WHAT THIS TASK INVOLVES
Check each line of the entries below for the word "coins" and state only how many lines have it.
# # #
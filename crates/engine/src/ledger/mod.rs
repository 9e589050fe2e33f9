//! The Observation Ledger.
//!
//! Validators submit their copies of external transactions here. The ledger drives one
//! [`ObservationVoter`] per transaction and direction and performs the duties the voter emits:
//! crediting vaults on consensus, refunding observation points, dispatching final inbounds to the
//! [`InboundHandler`] and settling observed outbounds.

mod dispatch;
mod errata;
mod outbound;

#[cfg(test)]
mod tests;

use std::fmt;

use custody_primitives::{
    chain::Chain,
    ids::{NodeAddress, TxId},
    tx::ObservedTx,
    types::BlockHeight,
    validator::NodeStatus,
    vault::VaultStatus,
};
use tracing::{debug, warn};

use crate::{
    context::CustodyCtx,
    errors::{EngineError, EngineResult},
    events::CustodyEvent,
    handler::InboundHandler,
    state_machine::StateMachine,
    store::CustodyStore,
    validators::PointKind,
    voter::{duties::VoterDuty, events::VoterEvent, machine::ObservationVoter},
};

/// Which way an observed transaction moves funds relative to the vault it names.
#[derive(Debug, Clone, Copy, PartialEq, Eq)]
pub enum Direction {
    /// Funds entering the vault.
    Inbound,

    /// Funds leaving the vault.
    Outbound,
}

/// Why a submission was dropped without being recorded.
#[derive(Debug, Clone, Copy, PartialEq, Eq)]
pub enum IgnoreReason {
    /// The signer is not a known validator.
    UnknownSigner,

    /// The observed vault does not exist.
    UnknownVault,

    /// The observed vault is inactive and the transaction never reached consensus.
    InactiveVault,
}

impl fmt::Display for IgnoreReason {
    fn fmt(&self, f: &mut fmt::Formatter<'_>) -> fmt::Result {
        match self {
            IgnoreReason::UnknownSigner => write!(f, "unknown signer"),
            IgnoreReason::UnknownVault => write!(f, "unknown vault"),
            IgnoreReason::InactiveVault => write!(f, "inactive vault"),
        }
    }
}

/// The result of submitting one observation.
#[derive(Debug, Clone, Copy, PartialEq, Eq)]
pub enum SubmitOutcome {
    /// The copy was recorded.
    Accepted,

    /// The signer already submitted exactly this copy; nothing changed.
    AlreadyRecorded,

    /// The copy was recorded but differs from another copy by the same signer.
    ConflictingCopy,

    /// The copy was dropped.
    Ignored(IgnoreReason),
}

impl CustodyCtx<'_> {
    /// Records `signer`'s copy of an inbound transaction.
    pub fn submit_observation(
        &mut self,
        signer: &NodeAddress,
        copy: ObservedTx,
        handler: &dyn InboundHandler,
    ) -> EngineResult<SubmitOutcome> {
        self.submit(Direction::Inbound, signer, copy, handler)
    }

    /// Records `signer`'s copy of a transaction leaving a vault.
    pub fn submit_outbound_observation(
        &mut self,
        signer: &NodeAddress,
        copy: ObservedTx,
        handler: &dyn InboundHandler,
    ) -> EngineResult<SubmitOutcome> {
        self.submit(Direction::Outbound, signer, copy, handler)
    }

    /// Raises the last observed height of `chain` and finalises every voter of that chain that
    /// is now deep enough.
    pub fn observe_chain_height(
        &mut self,
        chain: Chain,
        height: BlockHeight,
        handler: &dyn InboundHandler,
    ) -> EngineResult<()> {
        if height <= self.store().last_chain_height(chain)? {
            return Ok(());
        }
        self.store_mut().put_last_chain_height(chain, height)?;

        let cfg = self.voter_cfg(chain)?;
        for tx_id in self.store().pending_finalisation(chain)? {
            let Some(mut voter) = self.store().voter(&tx_id)? else {
                self.store_mut().remove_pending_finalisation(chain, &tx_id)?;
                continue;
            };

            let output = match voter.process_event(&cfg, VoterEvent::ChainHeight { height }) {
                Ok(output) => output,
                Err(e) => {
                    debug!(%tx_id, %e, "dropping voter from finalisation index");
                    self.store_mut().remove_pending_finalisation(chain, &tx_id)?;
                    continue;
                }
            };
            self.store_mut().put_voter(&voter)?;
            self.perform_duties(Direction::Inbound, &tx_id, output.duties, handler)?;
        }

        Ok(())
    }

    fn submit(
        &mut self,
        direction: Direction,
        signer: &NodeAddress,
        copy: ObservedTx,
        handler: &dyn InboundHandler,
    ) -> EngineResult<SubmitOutcome> {
        copy.validate()
            .map_err(|reason| EngineError::InvalidInput(reason.to_string()))?;

        let Some(validator) = self.store().validator(signer)? else {
            debug!(%signer, "ignoring observation from unknown signer");
            return Ok(SubmitOutcome::Ignored(IgnoreReason::UnknownSigner));
        };
        let Some(vault) = self.store().vault(&copy.observed_pub_key)? else {
            debug!(vault = %copy.observed_pub_key, "ignoring observation for unknown vault");
            return Ok(SubmitOutcome::Ignored(IgnoreReason::UnknownVault));
        };

        let tx_id = copy.tx.id.clone();
        let mut voter = self
            .load_voter(direction, &tx_id)?
            .unwrap_or_else(|| ObservationVoter::new(tx_id.clone()));

        if vault.status == VaultStatus::Inactive && voter.state().consensus_height().is_none() {
            debug!(vault = %vault.pub_key, %tx_id, "ignoring observation for inactive vault");
            return Ok(SubmitOutcome::Ignored(IgnoreReason::InactiveVault));
        }
        if voter.has_signed(signer, &copy) {
            return Ok(SubmitOutcome::AlreadyRecorded);
        }
        let conflicting = voter.conflicts_with(signer, &copy);
        if conflicting {
            warn!(%signer, %tx_id, "validator submitted conflicting copies");
        }

        // only copies from the active set count towards consensus
        if validator.status == NodeStatus::Active {
            let points = self.params.observe_slash_points;
            self.add_slash_points(signer, PointKind::Observation, points, "observation")?;
        }

        let cfg = self.voter_cfg(copy.tx.chain)?;
        let output = voter.process_event(
            &cfg,
            VoterEvent::Observe {
                signer: signer.clone(),
                copy,
            },
        )?;
        self.save_voter(direction, &voter)?;
        self.perform_duties(direction, &tx_id, output.duties, handler)?;

        Ok(if conflicting {
            SubmitOutcome::ConflictingCopy
        } else {
            SubmitOutcome::Accepted
        })
    }

    /// Performs the duties emitted by the voter of `tx_id`, in order.
    fn perform_duties(
        &mut self,
        direction: Direction,
        tx_id: &TxId,
        duties: Vec<VoterDuty>,
        handler: &dyn InboundHandler,
    ) -> EngineResult<()> {
        for duty in duties {
            match duty {
                VoterDuty::ApplyConsensus { tx } => {
                    self.record_consensus(direction, &tx)?;
                    match direction {
                        Direction::Inbound => self.credit_inbound(&tx)?,
                        Direction::Outbound => self.settle_outbound(&tx)?,
                    }
                }

                VoterDuty::RefundObservationPoints { signers } => {
                    let points = self.params.observe_slash_points;
                    for signer in &signers {
                        self.refund_slash_points(
                            signer,
                            PointKind::Observation,
                            points,
                            "observation matched consensus",
                        )?;
                    }
                }

                VoterDuty::DispatchFinalised { tx } => match direction {
                    Direction::Inbound => self.dispatch_finalised(&tx, handler)?,
                    Direction::Outbound => {
                        self.emit(CustodyEvent::Finalised {
                            tx_id: tx_id.clone(),
                            height: self.height,
                        });
                        self.advance_voter(direction, tx_id, VoterEvent::MarkDone)?;
                    }
                },

                VoterDuty::UndoCredit { credit } => {
                    self.debit_funds(&credit.vault, &credit.coins)?;
                }
            }
        }

        Ok(())
    }

    /// Indexes the consensus height of `tx` for the observation deadline.
    fn record_consensus(&mut self, direction: Direction, tx: &ObservedTx) -> EngineResult<()> {
        let height = self.height;
        self.store_mut().index_consensus(height, &tx.tx.id)?;
        self.emit(CustodyEvent::ConsensusReached {
            tx_id: tx.tx.id.clone(),
            height,
        });

        if direction == Direction::Inbound {
            let waiting = self
                .store()
                .voter(&tx.tx.id)?
                .is_some_and(|v| !v.state().is_finalised());
            if waiting {
                self.store_mut()
                    .add_pending_finalisation(tx.tx.chain, &tx.tx.id)?;
            }
        }

        Ok(())
    }

    fn load_voter(
        &self,
        direction: Direction,
        tx_id: &TxId,
    ) -> EngineResult<Option<ObservationVoter>> {
        Ok(match direction {
            Direction::Inbound => self.store().voter(tx_id)?,
            Direction::Outbound => self.store().outbound_voter(tx_id)?,
        })
    }

    fn save_voter(&mut self, direction: Direction, voter: &ObservationVoter) -> EngineResult<()> {
        match direction {
            Direction::Inbound => self.store_mut().put_voter(voter)?,
            Direction::Outbound => self.store_mut().put_outbound_voter(voter)?,
        }

        Ok(())
    }

    /// Feeds `event` to the stored voter of `tx_id` and performs no duties.
    ///
    /// Only used for events that emit none.
    fn advance_voter(
        &mut self,
        direction: Direction,
        tx_id: &TxId,
        event: VoterEvent,
    ) -> EngineResult<()> {
        let Some(mut voter) = self.load_voter(direction, tx_id)? else {
            return Err(EngineError::InvalidInput(format!("no voter for {tx_id}")));
        };

        let chain = voter
            .canonical()
            .map(|tx| tx.tx.chain)
            .unwrap_or(Chain::Thor);
        let cfg = self.voter_cfg(chain)?;
        voter.process_event(&cfg, event)?;
        self.save_voter(direction, &voter)
    }
}
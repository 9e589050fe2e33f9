//! A store pre-populated with validators, vaults, pools and fees, and contexts over it.

use custody_db::inmemory::InMemoryStore;
use custody_params::protocol::ProtocolParams;
use custody_primitives::{
    asset::Coin,
    chain::Chain,
    memo::StandardMemoParser,
    network_fee::NetworkFee,
    pool::Pool,
    types::{Amount, BlockHeight, ONE},
    validator::Validator,
    vault::{Vault, VaultStatus},
};
use custody_test_utils::fixtures::{active_validators, shared_vault};

use crate::{context::CustodyCtx, events::CustodyEvent, store::CustodyStore};

/// Max gas of a BTC outbound under the fixture network fee of 250 bytes at 20 per byte.
pub(crate) const BTC_MAX_GAS: Amount = 7_500;

/// One BTC is worth this much of the native asset in the fixture pool.
pub(crate) const BTC_PRICE: Amount = 100;

pub(crate) fn btc(amount: Amount) -> Coin {
    Coin::new(Chain::Btc.gas_asset(), amount)
}

#[derive(Debug)]
pub(crate) struct TestWorld {
    pub(crate) store: InMemoryStore,
    pub(crate) params: ProtocolParams,
    pub(crate) events: Vec<CustodyEvent>,
    pub(crate) validators: Vec<Validator>,
}

impl TestWorld {
    /// `n` active validators, a BTC pool and a BTC network fee.
    pub(crate) fn new(n: usize) -> Self {
        let mut store = InMemoryStore::new();
        let validators = active_validators(n);
        for validator in &validators {
            store.put_validator(validator).expect("must store validator");
        }
        store
            .put_pool(&Pool::new(
                Chain::Btc.gas_asset(),
                1_000 * BTC_PRICE * ONE,
                1_000 * ONE,
            ))
            .expect("must store pool");
        store
            .put_network_fee(&NetworkFee::new(Chain::Btc, 250, 20))
            .expect("must store fee");

        Self {
            store,
            params: ProtocolParams::default(),
            events: Vec::new(),
            validators,
        }
    }

    /// Stores a shared vault owned by every validator, holding `coins`.
    pub(crate) fn add_shared_vault(
        &mut self,
        name: &str,
        status: VaultStatus,
        coins: &[Coin],
    ) -> Vault {
        let mut vault = shared_vault(name, status, &self.validators);
        vault.add_funds(coins);
        self.store.put_vault(&vault).expect("must store vault");
        vault
    }

    pub(crate) fn vault(&self, vault: &Vault) -> Vault {
        self.store
            .vault(&vault.pub_key)
            .expect("must read vault")
            .expect("vault must exist")
    }

    pub(crate) fn ctx(&mut self, height: BlockHeight) -> CustodyCtx<'_> {
        CustodyCtx::new(
            height,
            &mut self.store,
            &self.params,
            &StandardMemoParser,
            &mut self.events,
        )
    }
}
//! This crate contains general types, traits and pure functions that need to be shared across
//! multiple crates of the custody core.
//!
//! It lies at the bottom of the crate-hierarchy in this workspace i.e., it does not depend on any
//! other crate in this workspace.

pub mod asset;
pub mod chain;
pub mod errors;
pub mod ids;
pub mod memo;
pub mod network_fee;
pub mod pool;
pub mod tx;
pub mod txout;
pub mod types;
pub mod validator;
pub mod vault;

pub mod prelude {
    //! Re-exports of the most commonly used primitives.

    pub use crate::{
        asset::{Asset, Coin},
        chain::Chain,
        ids::{Address, NodeAddress, PubKey, TxId},
        memo::{Memo, MemoKind, MemoParser, StandardMemoParser},
        network_fee::NetworkFee,
        pool::Pool,
        tx::{ObservedTx, Tx},
        txout::{TxOut, TxOutItem},
        types::{Amount, BlockHeight, ONE},
        validator::{NodeStatus, SlashPoints, Validator},
        vault::{Vault, VaultStatus, VaultType},
    };
}
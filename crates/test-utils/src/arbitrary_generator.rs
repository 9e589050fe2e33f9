//! Module to generate arbitrary values for testing.

use arbitrary::{Arbitrary, Unstructured};
use custody_primitives::{
    asset::{Asset, Coin},
    chain::Chain,
    ids::TxId,
    types::{Amount, ONE},
};
use proptest::prelude::*;
use rand::{rngs::OsRng, CryptoRng, RngCore};

/// The default buffer size for the `ArbitraryGenerator`.
const ARB_GEN_LEN: usize = 1024;

/// A generator for producing arbitrary data based on a persistent buffer.
#[derive(Debug)]
pub struct ArbitraryGenerator {
    /// Persistent buffer
    buf: Vec<u8>,
}

impl Default for ArbitraryGenerator {
    fn default() -> Self {
        Self::new()
    }
}

impl ArbitraryGenerator {
    /// Creates a new `ArbitraryGenerator` with a default buffer size.
    pub fn new() -> Self {
        Self::new_with_size(ARB_GEN_LEN)
    }

    /// Creates a new `ArbitraryGenerator` with a specified buffer size.
    pub fn new_with_size(s: usize) -> Self {
        Self { buf: vec![0u8; s] }
    }

    /// Generates an arbitrary instance of type `T` using the default RNG, [`OsRng`].
    pub fn generate<'a, T>(&'a mut self) -> T
    where
        T: Arbitrary<'a> + Clone,
    {
        self.generate_with_rng::<T, OsRng>(&mut OsRng)
    }

    /// Generates an arbitrary instance of type `T` from the bytes of `rng`.
    pub fn generate_with_rng<'a, T, R>(&'a mut self, rng: &mut R) -> T
    where
        T: Arbitrary<'a> + Clone,
        R: RngCore + CryptoRng,
    {
        rng.fill_bytes(&mut self.buf);
        let mut u = Unstructured::new(&self.buf);
        T::arbitrary(&mut u).expect("Failed to generate arbitrary instance")
    }

    /// Generates a random transaction id.
    pub fn txid(&mut self) -> TxId {
        TxId::from_bytes(self.generate())
    }
}

/// Generates an arbitrary transaction id.
pub fn arb_txid() -> impl Strategy<Value = TxId> {
    any::<[u8; 32]>().prop_map(TxId::from_bytes)
}

/// Generates an arbitrary external chain.
pub fn arb_external_chain() -> impl Strategy<Value = Chain> {
    prop::sample::select(
        Chain::ALL
            .into_iter()
            .filter(|c| !c.is_native())
            .collect::<Vec<_>>(),
    )
}

/// Generates a non-zero amount of at most `max_units` whole units.
pub fn arb_amount(max_units: u64) -> impl Strategy<Value = Amount> {
    1..=max_units.saturating_mul(ONE)
}

/// Generates a coin of the gas asset of an arbitrary external chain.
pub fn arb_gas_coin(max_units: u64) -> impl Strategy<Value = Coin> {
    (arb_external_chain(), arb_amount(max_units))
        .prop_map(|(chain, amount)| Coin::new(chain.gas_asset(), amount))
}

/// Generates an arbitrary asset on `chain`.
pub fn arb_asset_on(chain: Chain) -> impl Strategy<Value = Asset> {
    "[A-Z]{2,5}".prop_map(move |symbol| Asset::new(chain, &symbol))
}
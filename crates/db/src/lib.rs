//! Storage interfaces for the custody core.
//!
//! The core never touches a concrete database. It is handed a [`kv::KvStore`] and accesses
//! entities through typed [`row_spec::RowSpec`]s on top of it. Every processed message runs inside
//! a [`txn::StoreTxn`] so that it either commits as a whole or leaves no trace.

pub mod errors;
pub mod inmemory;
pub mod kv;
pub mod persistent;
pub mod row_spec;
pub mod txn;

pub mod prelude {
    //! Re-exports of the storage types.

    pub use crate::{
        errors::{DbError, DbResult},
        inmemory::InMemoryStore,
        kv::{KvStore, WriteBatch},
        persistent::{config::SledConfig, sled_store::SledStore},
        row_spec::{RowSpec, TypedStore},
        txn::StoreTxn,
    };
}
# # #
EXERCISE RESULT
4